Work task: From the records below, copy each line that has the word "used" in it.

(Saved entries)

Content starts

//! # Theme Configuration
//!
//! Centralized color and style configuration. Every renderer pulls its
//! colors from the resolved `Theme` so switching mode, contrast or the
//! color-blind palette restyles the whole app in one place.
//!
//! A `Theme` is resolved from the persisted preferences
//! (`ThemeConfig`/`AccessibilityConfig`) plus the system dark-mode hint:
//! light, dark and high/low-contrast variants share the same structure and
//! only differ in the palette constants below.

use eframe::egui::{self, Color32};

use crate::preferences::{AccessibilityConfig, ContrastMode, FontSize, ThemeConfig, ThemeMode};

/// Resolved theme used by the renderers
#[derive(Debug, Clone, PartialEq)]
pub struct Theme {
    /// Whether this is the dark variant (drives the egui visuals base)
    pub dark: bool,
    /// Background and container colors
    pub layout: LayoutColors,
    /// Text colors
    pub typography: TypographyColors,
    /// Buttons, inputs and other interactive elements
    pub interactive: InteractiveColors,
    /// Statement table colors
    pub table: TableColors,
    /// Dashboard chart colors
    pub chart: ChartColors,
    /// Success/error banners and amount coloring
    pub feedback: FeedbackColors,
}

#[derive(Debug, Clone, PartialEq)]
pub struct LayoutColors {
    pub gradient_top: Color32,
    pub gradient_bottom: Color32,
    pub card_background: Color32,
    pub card_border: Color32,
    pub card_shadow: Color32,
}

#[derive(Debug, Clone, PartialEq)]
pub struct TypographyColors {
    /// Main content text on cards
    pub primary: Color32,
    /// Less prominent text (hints, helper lines)
    pub secondary: Color32,
    /// Headings on cards
    pub heading: Color32,
    /// Text placed directly on the gradient background
    pub inverse: Color32,
    /// Brand accent (links, active tab text)
    pub accent: Color32,
}

#[derive(Debug, Clone, PartialEq)]
pub struct InteractiveColors {
    pub primary_fill: Color32,
    pub primary_hover: Color32,
    pub secondary_fill: Color32,
    pub secondary_hover: Color32,
    pub outline: Color32,
    pub disabled_fill: Color32,
    pub disabled_text: Color32,
    pub focus_ring: Color32,
    pub input_background: Color32,
}

#[derive(Debug, Clone, PartialEq)]
pub struct TableColors {
    pub header_background: Color32,
    pub header_text: Color32,
    pub row_even: Color32,
    pub row_odd: Color32,
    pub border: Color32,
}

#[derive(Debug, Clone, PartialEq)]
pub struct ChartColors {
    /// Entries series (credits + loans)
    pub entries: Color32,
    /// Exits series (debits)
    pub exits: Color32,
    pub grid: Color32,
    pub axis_text: Color32,
}

#[derive(Debug, Clone, PartialEq)]
pub struct FeedbackColors {
    pub success_background: Color32,
    pub success_text: Color32,
    pub error_background: Color32,
    pub error_text: Color32,
    /// Amount color for inflows
    pub income: Color32,
    /// Amount color for outflows
    pub expense: Color32,
}

const LIGHT: Theme = Theme {
    dark: false,
    layout: LayoutColors {
        gradient_top: Color32::from_rgb(0, 77, 97),
        gradient_bottom: Color32::from_rgb(14, 165, 233),
        card_background: Color32::WHITE,
        card_border: Color32::from_rgb(220, 220, 220),
        card_shadow: Color32::from_rgba_premultiplied(0, 0, 0, 20),
    },
    typography: TypographyColors {
        primary: Color32::from_rgb(55, 65, 81),
        secondary: Color32::from_rgb(120, 130, 140),
        heading: Color32::from_rgb(17, 24, 39),
        inverse: Color32::WHITE,
        accent: Color32::from_rgb(14, 165, 233),
    },
    interactive: InteractiveColors {
        primary_fill: Color32::from_rgb(14, 165, 233),
        primary_hover: Color32::from_rgb(2, 132, 199),
        secondary_fill: Color32::from_rgb(249, 115, 22),
        secondary_hover: Color32::from_rgb(234, 88, 12),
        outline: Color32::from_rgb(14, 165, 233),
        disabled_fill: Color32::from_rgb(229, 231, 235),
        disabled_text: Color32::from_rgb(156, 163, 175),
        focus_ring: Color32::from_rgb(56, 189, 248),
        input_background: Color32::from_rgb(243, 244, 246),
    },
    table: TableColors {
        header_background: Color32::from_rgb(0, 77, 97),
        header_text: Color32::WHITE,
        row_even: Color32::WHITE,
        row_odd: Color32::from_rgb(248, 250, 252),
        border: Color32::from_rgb(226, 232, 240),
    },
    chart: ChartColors {
        entries: Color32::from_rgb(14, 165, 233),
        exits: Color32::from_rgb(249, 115, 22),
        grid: Color32::from_rgb(186, 230, 253),
        axis_text: Color32::from_rgb(55, 65, 81),
    },
    feedback: FeedbackColors {
        success_background: Color32::from_rgb(220, 252, 231),
        success_text: Color32::from_rgb(22, 101, 52),
        error_background: Color32::from_rgb(254, 226, 226),
        error_text: Color32::from_rgb(153, 27, 27),
        income: Color32::from_rgb(22, 163, 74),
        expense: Color32::from_rgb(220, 38, 38),
    },
};

const DARK: Theme = Theme {
    dark: true,
    layout: LayoutColors {
        gradient_top: Color32::from_rgb(11, 16, 32),
        gradient_bottom: Color32::from_rgb(30, 27, 75),
        card_background: Color32::from_rgb(30, 34, 48),
        card_border: Color32::from_rgb(55, 62, 80),
        card_shadow: Color32::from_rgba_premultiplied(0, 0, 0, 60),
    },
    typography: TypographyColors {
        primary: Color32::from_rgb(226, 232, 240),
        secondary: Color32::from_rgb(148, 163, 184),
        heading: Color32::from_rgb(248, 250, 252),
        inverse: Color32::from_rgb(241, 245, 249),
        accent: Color32::from_rgb(139, 131, 246),
    },
    interactive: InteractiveColors {
        primary_fill: Color32::from_rgb(91, 84, 212),
        primary_hover: Color32::from_rgb(109, 102, 224),
        secondary_fill: Color32::from_rgb(234, 179, 8),
        secondary_hover: Color32::from_rgb(202, 138, 4),
        outline: Color32::from_rgb(139, 131, 246),
        disabled_fill: Color32::from_rgb(51, 56, 72),
        disabled_text: Color32::from_rgb(100, 108, 128),
        focus_ring: Color32::from_rgb(165, 158, 255),
        input_background: Color32::from_rgb(40, 45, 62),
    },
    table: TableColors {
        header_background: Color32::from_rgb(49, 46, 129),
        header_text: Color32::from_rgb(241, 245, 249),
        row_even: Color32::from_rgb(30, 34, 48),
        row_odd: Color32::from_rgb(36, 41, 58),
        border: Color32::from_rgb(55, 62, 80),
    },
    chart: ChartColors {
        entries: Color32::from_rgb(139, 131, 246),
        exits: Color32::from_rgb(234, 179, 8),
        grid: Color32::from_rgb(55, 62, 80),
        axis_text: Color32::from_rgb(203, 213, 225),
    },
    feedback: FeedbackColors {
        success_background: Color32::from_rgb(20, 54, 36),
        success_text: Color32::from_rgb(134, 239, 172),
        error_background: Color32::from_rgb(68, 24, 24),
        error_text: Color32::from_rgb(252, 165, 165),
        income: Color32::from_rgb(74, 222, 128),
        expense: Color32::from_rgb(248, 113, 113),
    },
};

impl Theme {
    /// Resolve the active theme from the persisted preferences.
    /// `system_dark` is the windowing system's dark-mode hint, used when the
    /// mode is `Auto`.
    pub fn resolve(
        theme: &ThemeConfig,
        accessibility: &AccessibilityConfig,
        system_dark: bool,
    ) -> Theme {
        let dark = match theme.mode {
            ThemeMode::Dark => true,
            ThemeMode::Light => false,
            ThemeMode::Auto => system_dark,
        };
        let mut resolved = if dark { DARK.clone() } else { LIGHT.clone() };

        // The accessibility flag forces high contrast over the theme choice
        let contrast = if accessibility.high_contrast {
            ContrastMode::High
        } else {
            theme.contrast
        };
        match contrast {
            ContrastMode::High => resolved.apply_high_contrast(),
            ContrastMode::Low => resolved.apply_low_contrast(),
            ContrastMode::Normal => {}
        }

        if accessibility.color_blind_friendly {
            resolved.apply_color_blind_palette();
        }

        resolved
    }

    /// Push text and amounts toward full black/white and harden borders
    fn apply_high_contrast(&mut self) {
        if self.dark {
            self.typography.primary = Color32::WHITE;
            self.typography.secondary = Color32::from_rgb(220, 220, 220);
            self.typography.heading = Color32::WHITE;
            self.layout.card_background = Color32::BLACK;
            self.layout.card_border = Color32::WHITE;
            self.table.border = Color32::WHITE;
        } else {
            self.typography.primary = Color32::BLACK;
            self.typography.secondary = Color32::from_rgb(40, 40, 40);
            self.typography.heading = Color32::BLACK;
            self.layout.card_border = Color32::BLACK;
            self.table.border = Color32::BLACK;
            self.feedback.income = Color32::from_rgb(0, 100, 0);
            self.feedback.expense = Color32::from_rgb(139, 0, 0);
        }
    }

    /// Soften text toward the card background
    fn apply_low_contrast(&mut self) {
        self.typography.primary = blend(self.typography.primary, self.layout.card_background, 0.25);
        self.typography.secondary =
            blend(self.typography.secondary, self.layout.card_background, 0.25);
        self.typography.heading = blend(self.typography.heading, self.layout.card_background, 0.25);
    }

    /// Swap the red/green direction coding for a blue/orange pair that
    /// survives the common color-vision deficiencies
    fn apply_color_blind_palette(&mut self) {
        self.feedback.income = Color32::from_rgb(37, 99, 235);
        self.feedback.expense = Color32::from_rgb(217, 119, 6);
        self.chart.entries = Color32::from_rgb(37, 99, 235);
        self.chart.exits = Color32::from_rgb(217, 119, 6);
    }

    /// Amount color for a movement direction
    pub fn amount_color(&self, inflow: bool) -> Color32 {
        if inflow {
            self.feedback.income
        } else {
            self.feedback.expense
        }
    }

    /// Apply the theme to the egui style: visuals base, widget colors,
    /// font-size scaling and the reduced-motion switch.
    pub fn apply_to_style(
        &self,
        ctx: &egui::Context,
        font_size: FontSize,
        reduced_motion: bool,
    ) {
        let mut style = (*ctx.style()).clone();

        let mut visuals = if self.dark {
            egui::Visuals::dark()
        } else {
            egui::Visuals::light()
        };
        visuals.panel_fill = self.layout.gradient_top;
        visuals.window_fill = self.layout.card_background;
        visuals.window_stroke = egui::Stroke::new(1.0, self.layout.card_border);
        visuals.widgets.noninteractive.fg_stroke.color = self.typography.primary;
        visuals.widgets.inactive.bg_fill = self.interactive.input_background;
        visuals.widgets.hovered.bg_stroke = egui::Stroke::new(1.5, self.interactive.focus_ring);
        visuals.selection.bg_fill = self.interactive.primary_fill;
        visuals.selection.stroke = egui::Stroke::new(1.0, self.typography.inverse);
        visuals.extreme_bg_color = self.interactive.input_background;
        style.visuals = visuals;

        crate::ui::fonts::apply_text_styles(&mut style, font_size.scale());

        style.animation_time = if reduced_motion { 0.0 } else { 0.1 };

        ctx.set_style(style);
    }
}

fn blend(a: Color32, b: Color32, t: f32) -> Color32 {
    let lerp = |x: u8, y: u8| -> u8 {
        (x as f32 * (1.0 - t) + y as f32 * t).round().clamp(0.0, 255.0) as u8
    };
    Color32::from_rgb(lerp(a.r(), b.r()), lerp(a.g(), b.g()), lerp(a.b(), b.b()))
}

#[cfg(test)]
mod tests {
    use super::*;

    #[test]
    fn test_mode_resolution() {
        let accessibility = AccessibilityConfig::default();

        let mut config = ThemeConfig::default();
        assert!(!Theme::resolve(&config, &accessibility, true).dark);

        config.mode = ThemeMode::Dark;
        assert!(Theme::resolve(&config, &accessibility, false).dark);

        config.mode = ThemeMode::Auto;
        assert!(Theme::resolve(&config, &accessibility, true).dark);
        assert!(!Theme::resolve(&config, &accessibility, false).dark);
    }

    #[test]
    fn test_accessibility_forces_high_contrast() {
        let config = ThemeConfig::default();
        let accessibility = AccessibilityConfig {
            high_contrast: true,
            ..Default::default()
        };
        let theme = Theme::resolve(&config, &accessibility, false);
        assert_eq!(theme.typography.primary, Color32::BLACK);
        assert_eq!(theme.layout.card_border, Color32::BLACK);
    }

    #[test]
    fn test_color_blind_palette_swaps_direction_colors() {
        let config = ThemeConfig::default();
        let accessibility = AccessibilityConfig {
            color_blind_friendly: true,
            ..Default::default()
        };
        let theme = Theme::resolve(&config, &accessibility, false);
        assert_eq!(theme.feedback.income, theme.chart.entries);
        assert_ne!(theme.feedback.income, LIGHT.feedback.income);
        // Blue/orange, not red/green
        assert!(theme.feedback.income.b() > theme.feedback.income.r());
        assert!(theme.feedback.expense.r() > theme.feedback.expense.b());
    }

    #[test]
    fn test_amount_color_follows_direction() {
        let theme = LIGHT.clone();
        assert_eq!(theme.amount_color(true), theme.feedback.income);
        assert_eq!(theme.amount_color(false), theme.feedback.expense);
    }

    #[test]
    fn test_low_contrast_softens_text() {
        let config = ThemeConfig {
            contrast: ContrastMode::Low,
            ..Default::default()
        };
        let theme = Theme::resolve(&config, &AccessibilityConfig::default(), false);
        // Softened toward white, so strictly lighter than the normal palette
        assert!(theme.typography.primary.r() > LIGHT.typography.primary.r());
    }
}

Content ends

Answer box:
/// Resolved theme used by the renderers
    /// `system_dark` is the windowing system's dark-mode hint, used when the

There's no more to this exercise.